Are you wondering if whey protein powder has any effect on hormones? If so, you're not alone. Many people are curious about the potential impact of this popular supplement on their body's delicate balance. As an expert in the field, I'm here to provide some insight into this important topic. To start, it's important to understand that whey protein is derived from dairy. This means that it contains steroid hormones, which are fat-soluble and found in the lipid portion of unprocessed whey.
While it does provide a good amount of vitamin E, fiber, iron and essential fatty acids, it is one of the lowest in protein content when compared to other protein powders of plant or animal origin. Hemp, for example, is full of other beneficial factors such as fiber and omega fat, but only contains 30 to 50% protein by weight. Additionally, the amount of protein it contains is less bioavailable than animal proteins, peas or even rice. If you can tolerate dairy products, be sure to buy whey from grass-fed animals which is less processed and richer in nutrients. Soy should be avoided as it can cause a hormonal imbalance.

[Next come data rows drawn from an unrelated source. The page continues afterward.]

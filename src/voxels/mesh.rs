//! Boundary meshes extracted from voxels with Surface Nets

use super::Voxels;
use crate::float_types::Real;
use crate::float_types::parry3d::bounding_volume::Aabb;
use crate::traits::CoordinateTransform;
use fast_surface_nets::{SurfaceNetsBuffer, surface_nets};
use nalgebra::{Point3, Vector3};

/// The shape describing our discrete grid for Surface Nets:
#[derive(Clone, Copy)]
pub struct GridShape {
    pub nx: u32,
    pub ny: u32,
    pub nz: u32,
}

impl fast_surface_nets::ndshape::Shape<3> for GridShape {
    type Coord = u32;

    #[inline]
    fn as_array(&self) -> [Self::Coord; 3] {
        [self.nx, self.ny, self.nz]
    }

    fn size(&self) -> Self::Coord {
        self.nx * self.ny * self.nz
    }

    fn usize(&self) -> usize {
        (self.nx * self.ny * self.nz) as usize
    }

    fn linearize(&self, coords: [Self::Coord; 3]) -> u32 {
        let [x, y, z] = coords;
        (z * self.ny + y) * self.nx + x
    }

    fn delinearize(&self, i: u32) -> [Self::Coord; 3] {
        let x = i % self.nx;
        let yz = i / self.nx;
        let y = yz % self.ny;
        let z = yz / self.ny;
        [x, y, z]
    }
}

/// Indexed triangle mesh.
#[derive(Debug, Clone, Default)]
pub struct Mesh {
    pub positions: Vec<Point3<Real>>,
    pub normals: Vec<Vector3<Real>>,
    pub indices: Vec<[u32; 3]>,
}

impl Mesh {
    pub fn triangle_count(&self) -> usize {
        self.indices.len()
    }

    pub fn is_empty(&self) -> bool {
        self.indices.is_empty()
    }

    pub fn bounding_box(&self) -> Option<Aabb> {
        let first = self.positions.first()?;
        let (mins, maxs) = self
            .positions
            .iter()
            .fold((*first, *first), |(lo, hi), p| (lo.inf(p), hi.sup(p)));
        Some(Aabb::new(mins, maxs))
    }

    pub fn surface_area(&self) -> Real {
        self.indices
            .iter()
            .map(|&[a, b, c]| {
                let (a, b, c) = (
                    self.positions[a as usize],
                    self.positions[b as usize],
                    self.positions[c as usize],
                );
                (b - a).cross(&(c - a)).norm() * 0.5
            })
            .sum()
    }

    /// Moves every vertex through `transform`; normals are rebuilt from the new faces.
    pub fn transformed<T: CoordinateTransform + ?Sized>(&self, transform: &T) -> Mesh {
        let positions: Vec<_> = self
            .positions
            .iter()
            .map(|p| transform.transform(*p))
            .collect();
        let mut normals = vec![Vector3::zeros(); positions.len()];
        for &[a, b, c] in &self.indices {
            let (pa, pb, pc) = (
                positions[a as usize],
                positions[b as usize],
                positions[c as usize],
            );
            // area-weighted
            let n = (pb - pa).cross(&(pc - pa));
            for i in [a, b, c] {
                normals[i as usize] += n;
            }
        }
        for n in normals.iter_mut() {
            *n = n.try_normalize(Real::EPSILON).unwrap_or_else(Vector3::zeros);
        }
        Mesh {
            positions,
            normals,
            indices: self.indices.clone(),
        }
    }
}

impl Voxels {
    /// Boundary mesh of the voxel set. Vertices sit on the voxel-centre lattice
    /// relaxed by Surface Nets, so the surface lies within one voxel of the cells.
    pub fn to_mesh(&self) -> Mesh {
        let Some((lo, hi)) = self.index_bounds() else {
            return Mesh::default();
        };
        // one empty layer of padding around the occupied block
        let origin = [lo[0] - 1, lo[1] - 1, lo[2] - 1];
        let nx = (hi[0] - lo[0] + 3) as u32;
        let ny = (hi[1] - lo[1] + 3) as u32;
        let nz = (hi[2] - lo[2] + 3) as u32;

        let shape = GridShape { nx, ny, nz };
        let mut field_values = vec![1.0_f32; (nx * ny * nz) as usize];
        for idx in self.cells() {
            let x = (idx[0] - origin[0]) as u32;
            let y = (idx[1] - origin[1]) as u32;
            let z = (idx[2] - origin[2]) as u32;
            field_values[((z * ny + y) * nx + x) as usize] = -1.0;
        }

        let mut sn_buffer = SurfaceNetsBuffer::default();
        surface_nets(
            &field_values,
            &shape,
            [0, 0, 0],
            [nx - 1, ny - 1, nz - 1],
            &mut sn_buffer,
        );

        let vs = self.voxel_size();
        let positions = sn_buffer
            .positions
            .iter()
            .map(|p| {
                Point3::new(
                    (origin[0] as Real + p[0] as Real + 0.5) * vs,
                    (origin[1] as Real + p[1] as Real + 0.5) * vs,
                    (origin[2] as Real + p[2] as Real + 0.5) * vs,
                )
            })
            .collect();
        let normals = sn_buffer
            .normals
            .iter()
            .map(|n| {
                Vector3::new(n[0] as Real, n[1] as Real, n[2] as Real)
                    .try_normalize(Real::EPSILON)
                    .unwrap_or_else(Vector3::zeros)
            })
            .collect();
        let indices = sn_buffer
            .indices
            .chunks_exact(3)
            .map(|tri| [tri[0], tri[1], tri[2]])
            .collect();

        Mesh {
            positions,
            normals,
            indices,
        }
    }
}

#[cfg(test)]
mod tests {
    use super::*;
    use crate::traits::SolidOps;

    fn block(n: i32) -> Voxels {
        let cells = (0..n).flat_map(|x| (0..n).flat_map(move |y| (0..n).map(move |z| [x, y, z])));
        Voxels::from_cells(1.0, cells)
    }

    #[test]
    fn block_mesh_wraps_the_cells() {
        let vox = block(4);
        let mesh = vox.to_mesh();
        assert!(!mesh.is_empty());
        let bb = mesh.bounding_box().unwrap();
        let vb = vox.bounding_box().unwrap();
        assert!((bb.mins - vb.mins).amax() <= 1.0);
        assert!((bb.maxs - vb.maxs).amax() <= 1.0);
    }

    #[test]
    fn transformed_mesh_follows_the_map() {
        let mesh = block(3).to_mesh();
        let shifted = mesh.transformed(&|p: Point3<Real>| p + Vector3::new(0.0, 0.0, 10.0));
        let (a, b) = (mesh.bounding_box().unwrap(), shifted.bounding_box().unwrap());
        assert!((b.mins.z - a.mins.z - 10.0).abs() < 1e-6);
        assert_eq!(mesh.triangle_count(), shifted.triangle_count());
        assert!((mesh.surface_area() - shifted.surface_area()).abs() < 1e-6);
    }

    #[test]
    fn empty_voxels_give_empty_mesh() {
        assert!(Voxels::new(1.0).to_mesh().is_empty());
    }
}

Egg white protein is used as a standard for evaluating the bioavailability of other protein sources and contains all of the body's essential amino acids. For those looking for a plant-based option, pea protein powder doesn't alter hormones too much, but you may need to combine it with a more complete protein to take advantage of the benefits of amino acids. While there is some evidence of the benefits of whey over soy as an effective source of adaptogenic proteins for muscle tissue, no human studies have compared the two proteins directly in response to resistance training. And while I love protein powder as an occasional addition to shakes or other recipes, I always recommend that real, whole foods are the main source of protein. Find out which protein supplements for vegetarians and vegans are the best, including those made with whey, casein, soy, rice, peas and hemp. This is the first study to report low isoflavone content in commercial whey proteins, and future studies should take this into account when designing a control study without isoflavones. In conclusion, supplementation with soy and whey in men who perform resistance exercises in a free lifestyle produces an accumulation of lean body mass without adversely affecting serum androgen levels.
It would be interesting to see how vegan-based protein powders fared out. If you have problems with protein powder, the problem isn't always the source of protein. This is the least bioavailable and has the least amount of protein compared to other plant-based options.